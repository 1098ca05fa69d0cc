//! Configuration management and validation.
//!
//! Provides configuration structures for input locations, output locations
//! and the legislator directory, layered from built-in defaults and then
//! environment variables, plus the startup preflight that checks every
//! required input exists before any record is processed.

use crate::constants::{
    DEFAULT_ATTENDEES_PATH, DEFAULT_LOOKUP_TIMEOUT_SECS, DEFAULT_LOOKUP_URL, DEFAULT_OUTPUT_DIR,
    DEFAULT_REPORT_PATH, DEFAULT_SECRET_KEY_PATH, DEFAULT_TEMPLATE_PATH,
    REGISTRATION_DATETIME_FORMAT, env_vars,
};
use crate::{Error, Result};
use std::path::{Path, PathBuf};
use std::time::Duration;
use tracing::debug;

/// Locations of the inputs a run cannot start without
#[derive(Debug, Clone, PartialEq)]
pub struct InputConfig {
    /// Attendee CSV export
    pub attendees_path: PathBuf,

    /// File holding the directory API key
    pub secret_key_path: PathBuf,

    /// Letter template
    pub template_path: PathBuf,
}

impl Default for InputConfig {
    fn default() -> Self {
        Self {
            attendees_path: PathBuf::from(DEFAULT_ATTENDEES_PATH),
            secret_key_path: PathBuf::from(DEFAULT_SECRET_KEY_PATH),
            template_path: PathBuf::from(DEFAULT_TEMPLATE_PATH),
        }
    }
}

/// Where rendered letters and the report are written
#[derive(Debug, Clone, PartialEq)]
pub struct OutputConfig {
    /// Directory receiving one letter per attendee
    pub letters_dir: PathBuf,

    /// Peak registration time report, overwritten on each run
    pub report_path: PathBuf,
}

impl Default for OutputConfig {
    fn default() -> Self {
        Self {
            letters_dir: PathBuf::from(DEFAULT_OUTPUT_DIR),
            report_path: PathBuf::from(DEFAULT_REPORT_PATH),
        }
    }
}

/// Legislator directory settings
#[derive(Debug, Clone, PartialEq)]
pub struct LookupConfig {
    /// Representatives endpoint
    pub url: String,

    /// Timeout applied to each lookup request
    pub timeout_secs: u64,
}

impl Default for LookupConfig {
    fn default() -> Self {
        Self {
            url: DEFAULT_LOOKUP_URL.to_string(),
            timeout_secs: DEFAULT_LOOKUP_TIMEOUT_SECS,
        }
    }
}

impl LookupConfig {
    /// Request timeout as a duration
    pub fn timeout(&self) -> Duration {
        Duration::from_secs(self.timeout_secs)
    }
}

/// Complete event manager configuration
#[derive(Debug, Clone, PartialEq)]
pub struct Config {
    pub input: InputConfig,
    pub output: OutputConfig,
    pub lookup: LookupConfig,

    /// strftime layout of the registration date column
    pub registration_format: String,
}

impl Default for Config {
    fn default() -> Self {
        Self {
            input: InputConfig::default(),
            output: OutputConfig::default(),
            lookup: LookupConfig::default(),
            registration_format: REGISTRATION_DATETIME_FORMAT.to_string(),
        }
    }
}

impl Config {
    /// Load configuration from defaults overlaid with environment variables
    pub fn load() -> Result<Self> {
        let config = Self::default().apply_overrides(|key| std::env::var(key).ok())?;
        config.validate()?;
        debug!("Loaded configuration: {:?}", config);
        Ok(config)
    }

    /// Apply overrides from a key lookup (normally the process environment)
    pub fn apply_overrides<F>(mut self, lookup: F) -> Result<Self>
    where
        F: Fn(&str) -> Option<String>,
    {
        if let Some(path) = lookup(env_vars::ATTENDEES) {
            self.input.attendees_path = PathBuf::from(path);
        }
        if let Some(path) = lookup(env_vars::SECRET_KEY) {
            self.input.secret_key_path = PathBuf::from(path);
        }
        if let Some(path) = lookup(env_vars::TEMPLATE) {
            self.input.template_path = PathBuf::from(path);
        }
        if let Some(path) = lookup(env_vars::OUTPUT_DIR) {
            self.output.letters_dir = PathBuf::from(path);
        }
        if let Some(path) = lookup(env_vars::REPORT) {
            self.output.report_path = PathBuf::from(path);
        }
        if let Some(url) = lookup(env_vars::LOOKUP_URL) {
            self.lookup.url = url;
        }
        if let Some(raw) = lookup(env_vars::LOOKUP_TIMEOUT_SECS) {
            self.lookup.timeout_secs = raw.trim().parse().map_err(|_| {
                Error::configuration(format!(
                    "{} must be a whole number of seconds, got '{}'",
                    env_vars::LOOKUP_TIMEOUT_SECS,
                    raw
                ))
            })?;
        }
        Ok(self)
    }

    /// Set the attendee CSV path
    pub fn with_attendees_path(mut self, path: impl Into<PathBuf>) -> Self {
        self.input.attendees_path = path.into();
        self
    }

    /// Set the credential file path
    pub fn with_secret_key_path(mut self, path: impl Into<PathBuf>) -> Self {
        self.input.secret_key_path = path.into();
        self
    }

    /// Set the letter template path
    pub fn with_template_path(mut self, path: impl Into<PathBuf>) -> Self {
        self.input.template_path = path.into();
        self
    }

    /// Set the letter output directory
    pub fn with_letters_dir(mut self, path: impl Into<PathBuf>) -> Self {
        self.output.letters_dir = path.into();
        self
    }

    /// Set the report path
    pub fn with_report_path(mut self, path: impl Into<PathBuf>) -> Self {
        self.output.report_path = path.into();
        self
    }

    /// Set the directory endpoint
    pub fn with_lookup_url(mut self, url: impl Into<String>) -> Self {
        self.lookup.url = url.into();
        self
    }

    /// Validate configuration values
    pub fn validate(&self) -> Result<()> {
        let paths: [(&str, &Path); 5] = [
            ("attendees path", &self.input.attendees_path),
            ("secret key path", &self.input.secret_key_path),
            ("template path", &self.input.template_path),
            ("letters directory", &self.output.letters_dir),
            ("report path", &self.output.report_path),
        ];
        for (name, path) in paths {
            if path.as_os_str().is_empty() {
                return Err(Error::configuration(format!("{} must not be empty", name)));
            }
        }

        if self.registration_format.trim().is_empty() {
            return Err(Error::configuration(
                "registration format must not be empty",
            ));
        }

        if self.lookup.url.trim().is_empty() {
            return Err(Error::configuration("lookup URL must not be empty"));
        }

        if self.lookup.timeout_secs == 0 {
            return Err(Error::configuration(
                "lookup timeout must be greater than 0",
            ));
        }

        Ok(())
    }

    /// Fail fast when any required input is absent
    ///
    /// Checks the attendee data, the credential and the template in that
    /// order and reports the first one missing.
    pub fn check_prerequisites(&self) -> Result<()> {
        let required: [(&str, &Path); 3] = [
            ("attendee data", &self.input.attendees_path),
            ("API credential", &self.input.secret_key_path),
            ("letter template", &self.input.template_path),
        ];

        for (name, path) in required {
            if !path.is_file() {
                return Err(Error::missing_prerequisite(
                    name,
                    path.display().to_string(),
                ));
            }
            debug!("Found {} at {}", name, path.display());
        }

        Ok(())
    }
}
..........
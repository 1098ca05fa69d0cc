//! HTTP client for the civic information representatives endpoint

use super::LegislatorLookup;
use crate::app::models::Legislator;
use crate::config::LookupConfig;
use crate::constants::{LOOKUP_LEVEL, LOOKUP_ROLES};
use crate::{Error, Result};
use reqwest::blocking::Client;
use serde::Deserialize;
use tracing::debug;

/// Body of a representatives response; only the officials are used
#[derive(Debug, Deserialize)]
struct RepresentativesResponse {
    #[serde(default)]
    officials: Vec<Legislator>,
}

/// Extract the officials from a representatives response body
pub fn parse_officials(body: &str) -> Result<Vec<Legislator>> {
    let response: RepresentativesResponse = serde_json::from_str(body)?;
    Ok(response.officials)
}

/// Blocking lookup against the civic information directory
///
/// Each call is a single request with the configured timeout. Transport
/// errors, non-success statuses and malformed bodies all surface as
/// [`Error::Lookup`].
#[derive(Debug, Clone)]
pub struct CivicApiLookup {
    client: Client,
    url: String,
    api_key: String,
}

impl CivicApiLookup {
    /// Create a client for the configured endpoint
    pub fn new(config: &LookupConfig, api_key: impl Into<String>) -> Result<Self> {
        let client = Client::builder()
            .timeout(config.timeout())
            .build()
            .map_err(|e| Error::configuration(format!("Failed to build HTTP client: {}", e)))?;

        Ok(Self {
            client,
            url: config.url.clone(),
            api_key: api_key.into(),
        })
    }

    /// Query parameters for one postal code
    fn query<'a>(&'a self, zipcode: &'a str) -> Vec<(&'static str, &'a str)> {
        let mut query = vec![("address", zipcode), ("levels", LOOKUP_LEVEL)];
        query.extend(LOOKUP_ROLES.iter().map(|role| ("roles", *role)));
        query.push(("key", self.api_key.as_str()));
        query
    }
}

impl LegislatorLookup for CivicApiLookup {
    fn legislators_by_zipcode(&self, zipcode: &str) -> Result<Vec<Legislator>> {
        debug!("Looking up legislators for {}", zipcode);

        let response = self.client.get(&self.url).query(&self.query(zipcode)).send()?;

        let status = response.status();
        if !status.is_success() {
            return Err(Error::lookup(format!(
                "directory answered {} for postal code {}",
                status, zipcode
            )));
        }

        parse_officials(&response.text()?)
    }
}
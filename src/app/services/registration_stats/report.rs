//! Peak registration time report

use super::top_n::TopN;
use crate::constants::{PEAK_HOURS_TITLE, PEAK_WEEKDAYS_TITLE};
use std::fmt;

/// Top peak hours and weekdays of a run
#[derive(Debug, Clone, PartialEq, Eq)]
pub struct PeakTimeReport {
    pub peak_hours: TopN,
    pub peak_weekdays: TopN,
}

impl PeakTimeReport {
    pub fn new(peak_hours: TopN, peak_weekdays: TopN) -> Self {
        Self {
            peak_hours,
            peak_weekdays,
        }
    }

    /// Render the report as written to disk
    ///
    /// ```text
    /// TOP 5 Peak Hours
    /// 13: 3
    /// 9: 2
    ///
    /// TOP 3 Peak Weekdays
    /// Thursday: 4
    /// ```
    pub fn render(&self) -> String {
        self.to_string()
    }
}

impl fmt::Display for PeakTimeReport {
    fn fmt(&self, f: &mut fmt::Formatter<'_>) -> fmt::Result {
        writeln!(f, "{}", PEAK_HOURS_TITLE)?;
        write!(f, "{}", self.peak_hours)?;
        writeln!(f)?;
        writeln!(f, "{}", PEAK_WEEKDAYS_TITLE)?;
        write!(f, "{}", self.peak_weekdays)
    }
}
..........
• [EXERCISE DIRECTIONS] Go through the lines above and copy any that contain "environment".

• [ANSWER BOX]
//! environment variables, plus the startup preflight that checks every
    /// Load configuration from defaults overlaid with environment variables
    /// Apply overrides from a key lookup (normally the process environment)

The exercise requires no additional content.